The new concept in this language is identifiers introduced by bind and used anywhere in expressions. How do we determine the type of identifiers? To get an idea, recall how eval handles bind using an environment. when evaluating a bind:

x takes the value v in b. We use an environment to hold bindings of identifiers to values. Can we do the same thing with types of identifiers? Specifically, create a environment-like structure that maintains bindings of identifiers to types and simply look up type in that structure?

The environment-like structure that contains types will be called a context and is frequently represented by $\Gamma$. Like the environment, it is a list of pairs and behaves in exactly the same fashion.

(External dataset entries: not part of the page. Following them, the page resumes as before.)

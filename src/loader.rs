use std::fs;
use std::path::{Path, PathBuf};

use rusqlite::{Connection, DropBehavior, ErrorCode, Transaction, ffi, params_from_iter};
use tracing::{debug, info, warn};

use crate::error::EtlError;
use crate::store::discover_csv_files;

const PRIMARY_KEY_MARKER: &str = "geo_id";
const QUOTE_TRIGGERS: [char; 4] = [' ', ',', '&', '.'];

#[derive(Debug, Clone, PartialEq, Eq)]
pub struct ColumnDescriptor {
    pub name: String,
    pub needs_quoting: bool,
}

impl ColumnDescriptor {
    pub fn new(name: &str) -> Self {
        Self {
            name: name.to_string(),
            needs_quoting: name.contains(QUOTE_TRIGGERS),
        }
    }

    pub fn sql_name(&self) -> String {
        quote_if(&self.name, self.needs_quoting)
    }
}

fn quote_if(name: &str, needs_quoting: bool) -> String {
    if needs_quoting {
        format!("\"{}\"", name.replace('"', "\"\""))
    } else {
        name.to_string()
    }
}

/// Table layout inferred from a CSV header row.
#[derive(Debug, Clone, PartialEq, Eq)]
pub struct TableSchema {
    pub table: String,
    pub primary_key: ColumnDescriptor,
    /// Every header column other than the key, in header order.
    pub columns: Vec<ColumnDescriptor>,
    header: Vec<ColumnDescriptor>,
}

impl TableSchema {
    /// Picks the first header containing `geo_id` (any case) as the key.
    /// Returns `None` when no header qualifies.
    pub fn infer(table: &str, header: &[String]) -> Option<Self> {
        let key_index = header
            .iter()
            .position(|column| column.to_lowercase().contains(PRIMARY_KEY_MARKER))?;
        let header: Vec<ColumnDescriptor> = header
            .iter()
            .map(|column| ColumnDescriptor::new(column))
            .collect();
        let columns = header
            .iter()
            .enumerate()
            .filter(|(index, _)| *index != key_index)
            .map(|(_, column)| column.clone())
            .collect();
        Some(Self {
            table: table.to_string(),
            primary_key: header[key_index].clone(),
            columns,
            header,
        })
    }

    fn table_sql_name(&self) -> String {
        quote_if(&self.table, self.table.contains(QUOTE_TRIGGERS))
    }

    pub fn create_table_sql(&self) -> String {
        let mut definitions = vec![format!("{} INTEGER PRIMARY KEY", self.primary_key.sql_name())];
        definitions.extend(self.columns.iter().map(ColumnDescriptor::sql_name));
        format!(
            "CREATE TABLE IF NOT EXISTS {} ({})",
            self.table_sql_name(),
            definitions.join(", ")
        )
    }

    /// Positional insert binding values in header order.
    pub fn insert_sql(&self) -> String {
        let names: Vec<String> = self.header.iter().map(ColumnDescriptor::sql_name).collect();
        let placeholders = vec!["?"; self.header.len()].join(", ");
        format!(
            "INSERT INTO {} ({}) VALUES ({})",
            self.table_sql_name(),
            names.join(", "),
            placeholders
        )
    }
}

#[derive(Debug, Clone, PartialEq, Eq)]
pub struct TableLoad {
    pub table: String,
    pub file: PathBuf,
    pub inserted: usize,
    pub rejected: usize,
}

#[derive(Debug, Clone, Default, PartialEq, Eq)]
pub struct LoadSummary {
    pub tables: Vec<TableLoad>,
    pub skipped: Vec<PathBuf>,
}

impl LoadSummary {
    pub fn inserted(&self) -> usize {
        self.tables.iter().map(|table| table.inserted).sum()
    }

    pub fn rejected(&self) -> usize {
        self.tables.iter().map(|table| table.rejected).sum()
    }
}

/// Loads every CSV file under `directory` into the SQLite database at
/// `database`, one table per file. Everything runs in one transaction that is
/// committed at the end, and also when a fatal error stops the load early.
pub fn load_all(directory: &Path, database: &Path) -> Result<LoadSummary, EtlError> {
    let files = discover_csv_files(directory)?;

    if let Some(parent) = database.parent().filter(|p| !p.as_os_str().is_empty()) {
        fs::create_dir_all(parent).map_err(|err| EtlError::Filesystem(err.to_string()))?;
    }
    let mut connection =
        Connection::open(database).map_err(|err| EtlError::Database(err.to_string()))?;

    let summary = {
        let mut tx = connection
            .transaction()
            .map_err(|err| EtlError::Database(err.to_string()))?;
        tx.set_drop_behavior(DropBehavior::Commit);

        let mut summary = LoadSummary::default();
        for file in files {
            match load_file(&tx, &file)? {
                Some(load) => summary.tables.push(load),
                None => summary.skipped.push(file),
            }
        }
        tx.commit()
            .map_err(|err| EtlError::Database(err.to_string()))?;
        summary
    };

    connection
        .close()
        .map_err(|(_, err)| EtlError::Database(err.to_string()))?;
    Ok(summary)
}

fn load_file(tx: &Transaction<'_>, path: &Path) -> Result<Option<TableLoad>, EtlError> {
    let table = path
        .file_stem()
        .map(|stem| stem.to_string_lossy().into_owned())
        .unwrap_or_default();

    let mut reader = csv::Reader::from_path(path).map_err(|err| EtlError::Csv(err.to_string()))?;
    let header: Vec<String> = reader
        .headers()
        .map_err(|err| EtlError::Csv(err.to_string()))?
        .iter()
        .map(str::to_string)
        .collect();

    let Some(schema) = TableSchema::infer(&table, &header) else {
        warn!(file = %path.display(), "skipping file, no geo_id column found");
        return Ok(None);
    };

    tx.execute(&schema.create_table_sql(), [])
        .map_err(|err| EtlError::Database(err.to_string()))?;
    let mut statement = tx
        .prepare(&schema.insert_sql())
        .map_err(|err| EtlError::Database(err.to_string()))?;

    let mut inserted = 0;
    let mut rejected = 0;
    for record in reader.records() {
        let record = record.map_err(|err| EtlError::Csv(err.to_string()))?;
        match statement.execute(params_from_iter(record.iter())) {
            Ok(_) => inserted += 1,
            Err(rusqlite::Error::SqliteFailure(err, _)) if is_key_conflict(&err) => {
                rejected += 1;
                debug!(table = %schema.table, row = ?record, "row rejected, primary key exists");
            }
            Err(err) => return Err(EtlError::Database(err.to_string())),
        }
    }

    if rejected > 0 {
        warn!(
            table = %schema.table,
            rejected,
            "rows dropped on primary key conflict"
        );
    }
    info!(table = %schema.table, file = %path.display(), inserted, "loaded table");

    Ok(Some(TableLoad {
        table: schema.table,
        file: path.to_path_buf(),
        inserted,
        rejected,
    }))
}

fn is_key_conflict(err: &ffi::Error) -> bool {
    err.code == ErrorCode::ConstraintViolation
        && matches!(
            err.extended_code,
            ffi::SQLITE_CONSTRAINT_PRIMARYKEY | ffi::SQLITE_CONSTRAINT_UNIQUE
        )
}
impl<T: MutateRowsTransport> BulkMutator<T> {
    /// Creates a mutator from a validated configuration.
    pub fn new(config: MutatorConfig, transport: T) -> EngineResult<Self> {
        config.validate()?;
        let classifier: Arc<dyn StatusClassifier> = Arc::new(DefaultStatusClassifier);
        let retry = config.retry.build(Arc::clone(&classifier));
        let backoff = config.backoff.build();
        let idempotency = config.idempotency.build();
        Ok(Self::with_policies(
            config.table_name,
            config.app_profile_id,
            transport,
            retry,
            backoff,
            idempotency,
            classifier,
        ))
    }

    /// Creates a mutator from explicit policy prototypes.
    ///
    /// Each batch works on fresh clones of `retry` and `backoff`.
    pub fn with_policies(
        table_name: impl Into<String>,
        app_profile_id: impl Into<String>,
        transport: T,
        retry: Box<dyn RetryPolicy>,
        backoff: Box<dyn BackoffPolicy>,
        idempotency: Box<dyn IdempotencyClassifier>,
        classifier: Arc<dyn StatusClassifier>,
    ) -> Self {
        Self {
            table_name: table_name.into(),
            app_profile_id: app_profile_id.into(),
            transport,
            retry,
            backoff,
            idempotency,
            classifier,
            cancel: CancellationToken::new(),
            stats: RwLock::new(MutatorStats::default()),
        }
    }

    /// Shares `token` with this mutator, replacing its own.
    pub fn with_cancellation_token(mut self, token: CancellationToken) -> Self {
        self.cancel = token;
        self
    }

    /// Returns the transport.
    pub fn transport(&self) -> &T {
        &self.transport
    }

    /// Returns the target table.
    pub fn table_name(&self) -> &str {
        &self.table_name
    }

    /// Returns a snapshot of the statistics.
    pub fn stats(&self) -> MutatorStats {
        self.stats.read().clone()
    }

    /// Returns a handle that cancels running batches.
    pub fn cancellation_token(&self) -> CancellationToken {
        self.cancel.clone()
    }

    /// Cancels every running batch.
    ///
    /// Mutations that were not confirmed are reported as cancelled.
    pub fn cancel(&self) {
        self.cancel.cancel();
    }

    /// Resets the cancelled flag so that new batches run again.
    pub fn reset_cancel(&self) {
        self.cancel.reset();
    }

    /// Applies `mutations` and returns the ones that did not succeed.
    ///
    /// Each failure carries its final status and its position in `mutations`.
    /// An empty result means every mutation was confirmed.
    pub fn apply(&self, mutations: Vec<SingleRowMutation>) -> Vec<FailedMutation> {
        let start = Instant::now();
        let submitted = mutations.len();

        let mut retry = self.retry.clone_box();
        let mut backoff = self.backoff.clone_box();
        let idempotency = self.idempotency.clone_box();
        let mut batch = BatchState::new(
            self.table_name.clone(),
            self.app_profile_id.clone(),
            mutations,
            idempotency.as_ref(),
            Arc::clone(&self.classifier),
        );

        let mut attempts = 0u64;
        let mut last_status = Status::ok();
        let mut state = if batch.has_pending() {
            DriverState::Attempting
        } else {
            DriverState::Done
        };

        while !state.is_done() {
            state = match state {
                DriverState::Attempting => {
                    if self.cancel.is_cancelled() {
                        batch.record_call_failure(Status::cancelled("bulk apply cancelled"));
                        DriverState::Done
                    } else {
                        attempts += 1;
                        last_status = self.run_attempt(&mut batch);
                        self.next_state(&batch, &last_status, retry.as_mut())
                    }
                }
                DriverState::Retrying => {
                    let delay = backoff.on_completion(&last_status);
                    debug!(
                        ?delay,
                        pending = batch.pending_len(),
                        code = %last_status.code,
                        "backing off before retry"
                    );
                    if self.cancel.sleep(delay) {
                        batch.record_call_failure(Status::cancelled(
                            "bulk apply cancelled during backoff",
                        ));
                        DriverState::Done
                    } else {
                        DriverState::Attempting
                    }
                }
                DriverState::Done => DriverState::Done,
            };
        }

        let failures = batch.final_failures();
        let elapsed = start.elapsed();
        info!(
            table = %self.table_name,
            mutations = submitted,
            failed = failures.len(),
            attempts,
            ?elapsed,
            "bulk apply finished"
        );

        {
            let mut stats = self.stats.write();
            stats.batches_completed += 1;
            stats.attempts += attempts;
            stats.retries += attempts.saturating_sub(1);
            stats.mutations_submitted += submitted as u64;
            stats.mutations_succeeded += submitted.saturating_sub(failures.len()) as u64;
            stats.mutations_failed += failures.len() as u64;
            stats.last_batch_duration = Some(elapsed);
        }

        failures
    }

    /// Applies `mutations`, failing if any of them did not succeed.
    pub fn apply_all(&self, mutations: Vec<SingleRowMutation>) -> EngineResult<()> {
        let total = mutations.len();
        let failures = self.apply(mutations);
        if failures.is_empty() {
            Ok(())
        } else {
            Err(EngineError::PermanentMutationFailure { failures, total })
        }
    }

    /// Runs one streaming call and returns the status governing the retry
    /// decision.
    fn run_attempt(&self, batch: &mut BatchState) -> Status {
        let request = batch.begin_attempt();
        debug!(entries = request.len(), "sending MutateRows");
        let mut stream = self.transport.mutate_rows(request);

        let call_status = loop {
            if self.cancel.is_cancelled() {
                stream.cancel();
                break Status::cancelled("bulk apply cancelled while reading responses");
            }
            match stream.read() {
                Some(response) => {
                    for entry in response.entries {
                        batch.on_item_response(entry.index, entry.status);
                    }
                }
                None => break stream.finish(),
            }
        };
        drop(stream);

        batch.on_stream_end(call_status)
    }

    fn next_state(
        &self,
        batch: &BatchState,
        status: &Status,
        retry: &mut dyn RetryPolicy,
    ) -> DriverState {
        if !batch.has_pending() {
            return DriverState::Done;
        }
        if self.classifier.classify(status) != StatusClass::Transient {
            debug!(code = %status.code, "not retrying non-transient failure");
            return DriverState::Done;
        }
        if !retry.on_failure(status) || retry.is_exhausted() {
            warn!(
                pending = batch.pending_len(),
                code = %status.code,
                "retry policy exhausted"
            );
            return DriverState::Done;
        }
        DriverState::Retrying
    }
}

The difference is each pair consists of an identifier and type rather than identifier and value.

We will use the notation $(x,T)$ to represent the binding of a variable to some type and the Haskell list append $(x,T):\Gamma$ to represent addition of new binding to a context. $(x,T)\in\Gamma$ represents finding the first instance of $(x,T)$ in $\Gamma$. Finally, $\Gamma$ is included in type inference rules using the notation $\Gamma\vdash t : T$. This notation is read “$\Gamma$ derives $t$ is of type $T$.” It is interpreted as using $\Gamma$ to define the types of identifiers in term $t$.

Using this new machinery the rule for bind adds the newly bound identifier with its type to the context and finds the type of the bind body:

$\frac{\Gamma\vdash v : T_1, ((i,T_1):\Gamma)\vdash b : T_2}{\Gamma\vdash\bbind i=v\; \iin b : T_2}\;[BindT]$

The type of the body becomes the type of the bind. This makes sense as the body is what gets evaluated when the bind is evaluated. It is also interesting to think of bind as a special expression that simply adds to the environment or context.

One more type rule for identifiers is needed to finish the definition. It simply looks up a type binding $(v,T)$ in $\Gamma$ and asserts that $v:T$ is true when the type binding is found:

$\frac{(i,T)\in \Gamma}{\Gamma\vdash i : T}\;[IdT]$

This lookup is quite similar to the lookup used when the environment is used. In fact, the functions for manipulating the environment and context are identical.

To integrate our new type rules for bind and identifiers we need to include the context in all type rules. Thus, the previous rules for terms become:

$\frac{}{\Gamma\vdash\NUM : \tnum}\; [NumT]$ $\frac{}{\Gamma\vdash\ttrue : \tbool}\; [TrueT]$ $\frac{}{\Gamma\vdash\ffalse : \tbool}\; [FalseT]$ $\frac{\Gamma\vdash t_1 : \tnum,\; \Gamma\vdash t_2 : \tnum}{\Gamma\vdash t_1 + t_2 : \tnum}\; [PlusT]$ $\frac{\Gamma\vdash t_1 : \tnum,\; \Gamma\vdash t_2 : \tnum}{\Gamma\vdash t_1 - t_2 : \tnum}\; [MinusT]$ $\frac{\Gamma\vdash t_1 : \tbool,\; \Gamma\vdash t_2 : \tbool}{\Gamma\vdash t_1 \aand t_2 : \tbool}\; [AndT]$ $\frac{\Gamma\vdash t_1 : \tnum,\; \Gamma\vdash t_2 : \tnum}{\Gamma\vdash t_1 \lleq t_2 : \tbool}\; [LeqT]$ $\frac{\Gamma\vdash t : \tnum}{\Gamma\vdash \iisZero t : \tbool}\; [isZeroT]$ $\frac{\Gamma\vdash t_0 : \tbool,\; \Gamma\vdash t_1 : T,\; \Gamma\vdash t_2 : T}{\Gamma\vdash \iif t_0 \tthen t_1 \eelse t_2 : T}\;[IfT]$

## Typeof Definition

Now we implement the typeof function. First the standard data type for the two types expressions defined for BBAE:

Now we build out the type checker from the type checking rules. Like the eval function earlier, virtually all type checking code comes from the BAE and ABE type checkers.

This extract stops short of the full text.